Si en otros países las elecciones se ganan con ideas, en el Perú basta con una cuenta de Twitter, una coartada judicial y un puñado de tránsfugas reciclables. A menos de un año del 12 de abril de 2026, la política nacional se ha convertido en una especie de mercado persa: todos se venden, todos se camuflan, todos se niegan. Y como si fuera un episodio nuevo de la tragicomedia nacional, reaparece Vladimir Cerrón —sí, el mismo que sigue prófugo— para acusar a los ministros de Dina Boluarte de ser “topos” de César Acuña. El doctor en conspiraciones vuelve al ruedo. Solo que esta vez, desde el escondite.
Vladimir Cerrón, líder de Perú Libre y tuitero profesional desde la clandestinidad, ha decidido lanzar misiles virtuales contra los ministros de la presidenta que alguna vez colocó en el poder. Según sus publicaciones en X, los ministros que hoy renuncian al gabinete no están motivados por convicciones ni por principios, sino por un objetivo electoral: sumarse a las filas de César Acuña y su siempre abierto bazar llamado APP.
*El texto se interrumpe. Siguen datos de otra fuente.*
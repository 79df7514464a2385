//! CLI help output specs

use crate::prelude::*;

#[test]
fn help_shows_usage_and_exits_zero() {
    cli()
        .args(&["--help"])
        .passes()
        .stdout_has("Usage:")
        .stdout_has("<INSTALLATION_PATH>")
        .stdout_has("<SOLUTION_PATH>");
}

#[test]
fn version_exits_zero() {
    cli()
        .args(&["--version"])
        .passes()
        .stdout_has(concat!("vsopen ", env!("CARGO_PKG_VERSION")));
}
// SPDX-License-Identifier: BUSL-1.1
// Copyright (c) 2026 Alfred Jean LLC

//! Polling intervals and ceilings for every blocking wait.

use std::time::Duration;

use vsopen_core::retry::RETRY_INTERVAL;
use vsopen_core::RetryPolicy;

/// How long a freshly launched process may take to appear in the running object table.
pub const DISCOVERY_TIMEOUT: Duration = Duration::from_secs(10);

/// How long a solution may take to report itself open.
pub const SOLUTION_LOAD_TIMEOUT: Duration = Duration::from_secs(60);

#[derive(Debug, Clone, Copy, PartialEq, Eq)]
pub struct Timeouts {
    /// Policy for calls rejected by a busy Visual Studio.
    pub call_retry: RetryPolicy,
    pub poll_interval: Duration,
    pub discovery: Duration,
    pub solution_load: Duration,
}

impl Default for Timeouts {
    fn default() -> Self {
        Self {
            call_retry: RetryPolicy::default(),
            poll_interval: RETRY_INTERVAL,
            discovery: DISCOVERY_TIMEOUT,
            solution_load: SOLUTION_LOAD_TIMEOUT,
        }
    }
}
¿Y qué dice Cerrón? Que estamos en un “gobierno de derecha”, que el verdadero poder lo tiene Acuña, y que lo de Boluarte fue un “golpe de Estado”. Viniendo de quien respaldó a Pedro Castillo hasta el último tuit y luego lo denunció por traidor, estas acusaciones suenan más a despecho político que a análisis serio. Pero en política todo vale: incluso acusar de infiltración a los que alguna vez fueron aliados de facto.
Porque sí: Boluarte, Vásquez, Santiváñez y compañía fueron parte de una maquinaria compartida. Que ahora vistan camisa azul APP no sorprende a nadie. En el Perú, las ideologías se lavan con lejía y se planchan con oportunismo. Los ministros cambian de camiseta como quien cambia de canal, y si alguna vez juraron lealtad a una causa, ya la olvidaron. Porque lo importante no es gobernar: es asegurarse una curul, una bancada, un blindaje.
Y mientras el país se desangra por la delincuencia, la pobreza y la impunidad, la clase política ya entró en campaña. Con prófugos que dictan línea desde la oscuridad, ministros que se reciclan como candidatos, y partidos que sirven como estacionamientos temporales para políticos sin hogar. APP, Perú Libre, Avanza País, Fuerza Popular… todos con sus listas abiertas, sus brazos extendidos, y su historia convenientemente borrada.
Lo tragicómico del caso es que Cerrón, el mismo que evade a la justicia desde hace dos años, sigue teniendo tribuna para denunciar a los “traidores”, como si la traición no empezara por quienes destruyen la institucionalidad desde adentro. Y que Boluarte siga guardando silencio sobre los intereses electorales de sus ministros, como si todo esto no fuera parte de un mismo libreto.
La guerra electoral ya empezó. No con debates, no con planes de gobierno, sino con fuego cruzado entre partidos-empresa, prófugos iluminados y ministros-títeres. Y lo que vemos es apenas el tráiler. Lo peor está por venir: candidaturas exprés, alianzas inverosímiles, y un reciclaje infinito de personajes que ya fracasaron pero siguen volviendo, como si el Perú fuera una serie que nadie quiere cancelar.
Reflexión final
Lo más indignante no es que Cerrón tuitee desde la clandestinidad, ni que los ministros de Boluarte sueñen con una curul en APP. Lo más indignante es que nosotros, los ciudadanos, sigamos naturalizando este espectáculo como si fuera inevitable. No lo es. El Perú merece más que prófugos que pontifican, tránsfugas con disfraz de estadistas y campañas donde la ética es un estorbo. Las elecciones del 2026 deberían ser el momento de exigir dignidad, no de premiar a los reciclados del poder.